In a multi-stage game, every choice made by the player will affect the final result, which is the most critical part of reverse reasoning.
Although backward reasoning is very effective in decision-making, it is not applicable to all games. When players cannot be sure of the other players' choices, the effectiveness of backward reasoning is reduced. In addition, the rational assumptions of different players may also affect the final game results. For example, in the "ultimatum game", if the first mover tries to propose an unfair distribution, they may be rejected, which will prevent them from making any profit. This reality presents a gap between theory and practice.

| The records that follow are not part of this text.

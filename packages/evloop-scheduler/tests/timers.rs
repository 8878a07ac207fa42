mod common;

use std::cell::{Cell, RefCell};
use std::rc::Rc;

use common::{Log, entries, new_log, record};
use evloop_scheduler::{CallbackResult, EventLoop, Scheduler, TimerId};

#[test]
fn test_equal_delays_fire_in_registration_order() {
    common::init_tracing();
    let event_loop = EventLoop::new();
    let log = new_log();

    event_loop.set_timeout(5, record(&log, "a"));
    event_loop.set_timeout(30, record(&log, "late"));
    event_loop.set_timeout(5, record(&log, "b"));
    event_loop.set_timeout(1, record(&log, "early"));
    event_loop.set_timeout(5, record(&log, "c"));

    let report = event_loop.run().unwrap();

    assert_eq!(entries(&log), vec!["early", "a", "b", "c", "late"]);
    assert_eq!(report.final_time, 30);
    assert_eq!(event_loop.stats().time_advances, 3);
}

#[test]
fn test_negative_delay_clamps_to_zero() {
    let event_loop = EventLoop::new();
    let log = new_log();

    event_loop.set_timeout(0, record(&log, "zero"));
    event_loop.set_timeout(-10, record(&log, "negative"));

    let report = event_loop.run().unwrap();

    assert_eq!(entries(&log), vec!["zero", "negative"]);
    assert_eq!(report.final_time, 0);
}

#[test]
fn test_timers_scheduled_while_running_use_current_time() {
    let event_loop = EventLoop::new();
    let log = new_log();
    let times = Rc::new(RefCell::new(Vec::new()));

    {
        let log = log.clone();
        let times = times.clone();
        event_loop.set_timeout(5, move |event_loop| {
            log.borrow_mut().push("A");
            times.borrow_mut().push(event_loop.now());
            event_loop.set_timeout(0, record(&log, "A+0"));
            event_loop.set_timeout(10, record(&log, "A+10"));
        });
    }
    event_loop.set_timeout(5, record(&log, "B"));

    let report = event_loop.run().unwrap();

    assert_eq!(entries(&log), vec!["A", "B", "A+0", "A+10"]);
    assert_eq!(*times.borrow(), vec![5]);
    assert_eq!(report.final_time, 15);
}

#[test]
fn test_cancel_before_deadline() {
    let event_loop = EventLoop::new();
    let log = new_log();

    let doomed = event_loop.set_timeout(10, record(&log, "doomed"));
    event_loop.set_timeout(20, record(&log, "kept"));

    assert!(event_loop.is_timer_pending(doomed));
    assert!(event_loop.cancel_timer(doomed));
    assert!(!event_loop.cancel_timer(doomed));
    assert!(!event_loop.is_timer_pending(doomed));

    event_loop.run().unwrap();

    assert_eq!(entries(&log), vec!["kept"]);
    assert!(!event_loop.cancel_timer(doomed));
}

#[test]
fn test_cancel_after_fire_returns_false() {
    let event_loop = EventLoop::new();
    let log = new_log();

    let fired = event_loop.set_timeout(1, record(&log, "fired"));
    event_loop.run().unwrap();

    assert_eq!(entries(&log), vec!["fired"]);
    assert!(!event_loop.cancel_timer(fired));
}

#[test]
fn test_cancel_due_timer_from_earlier_timer() {
    // Both timers are due at the same moment; the first cancels the second
    // before it gets to run.
    let event_loop = EventLoop::new();
    let log = new_log();
    let victim: Rc<Cell<Option<TimerId>>> = Rc::new(Cell::new(None));
    let cancelled = Rc::new(Cell::new(false));

    {
        let log = log.clone();
        let victim = victim.clone();
        let cancelled = cancelled.clone();
        event_loop.set_timeout(5, move |event_loop| {
            log.borrow_mut().push("first");
            if let Some(id) = victim.get() {
                cancelled.set(event_loop.cancel_timer(id));
            }
        });
    }
    victim.set(Some(event_loop.set_timeout(5, record(&log, "second"))));
    event_loop.set_timeout(5, record(&log, "third"));

    event_loop.run().unwrap();

    assert!(cancelled.get());
    assert_eq!(entries(&log), vec!["first", "third"]);
}

#[test]
fn test_cancel_from_microtask() {
    let event_loop = EventLoop::new();
    let log = new_log();

    let timer = event_loop.set_timeout(0, record(&log, "timer"));
    event_loop.queue_microtask(move |event_loop| {
        assert!(event_loop.cancel_timer(timer));
    });

    let report = event_loop.run().unwrap();

    assert!(entries(&log).is_empty());
    assert_eq!(report.macrotasks_run, 0);
}

#[test]
fn test_zero_period_interval_is_clamped() {
    let event_loop = EventLoop::new();
    let times = Rc::new(RefCell::new(Vec::new()));
    let handle: Rc<Cell<Option<TimerId>>> = Rc::new(Cell::new(None));

    let seen = times.clone();
    let own = handle.clone();
    let id = event_loop.set_interval(0, move |event_loop| {
        seen.borrow_mut().push(event_loop.now());
        if seen.borrow().len() == 3 {
            if let Some(id) = own.get() {
                event_loop.cancel_timer(id);
            }
        }
    });
    handle.set(Some(id));

    event_loop.run().unwrap();

    assert_eq!(*times.borrow(), vec![1, 2, 3]);
}

fn schedule_through_trait<S: Scheduler>(scheduler: &S, log: &Log) {
    let macro_log = log.clone();
    scheduler.schedule_macrotask(
        Box::new(move |_: &EventLoop| -> CallbackResult {
            macro_log.borrow_mut().push("macro");
            Ok(())
        }),
        3,
    );
    let micro_log = log.clone();
    scheduler.schedule_microtask(Box::new(move |_: &EventLoop| -> CallbackResult {
        micro_log.borrow_mut().push("micro");
        Ok(())
    }));
}

#[test]
fn test_scheduler_trait_surface() {
    let event_loop = EventLoop::new();
    let log = new_log();
    let failures = Rc::new(Cell::new(0));

    let counter = failures.clone();
    Scheduler::on_unhandled_error(
        &event_loop,
        Box::new(move |_| counter.set(counter.get() + 1)),
    );
    schedule_through_trait(&event_loop, &log);

    let report = Scheduler::run(&event_loop).unwrap();

    assert_eq!(entries(&log), vec!["micro", "macro"]);
    assert_eq!(Scheduler::now(&event_loop), 3);
    assert_eq!(report.failures, 0);
    assert_eq!(failures.get(), 0);
}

In economics, backward reasoning is often used to analyze market entry decisions. For example, whether a company in the market will welcome a new entrant requires reasoning through the logic of cost and profit. If existing firms are willing to tolerate new entrants, the rewards for new firms entering the market will be part of the economic stability of the market.
ConclusionOverall, reverse reasoning is not only a tool in mathematics and economics, it also has profound implications for career choices and game decisions. When faced with major choices in life, we might as well learn the reverse reasoning thinking mode and deeply analyze the factors that influence decision-making. So, in your future career choices, have you ever considered how to use reverse reasoning to come up with the best solution?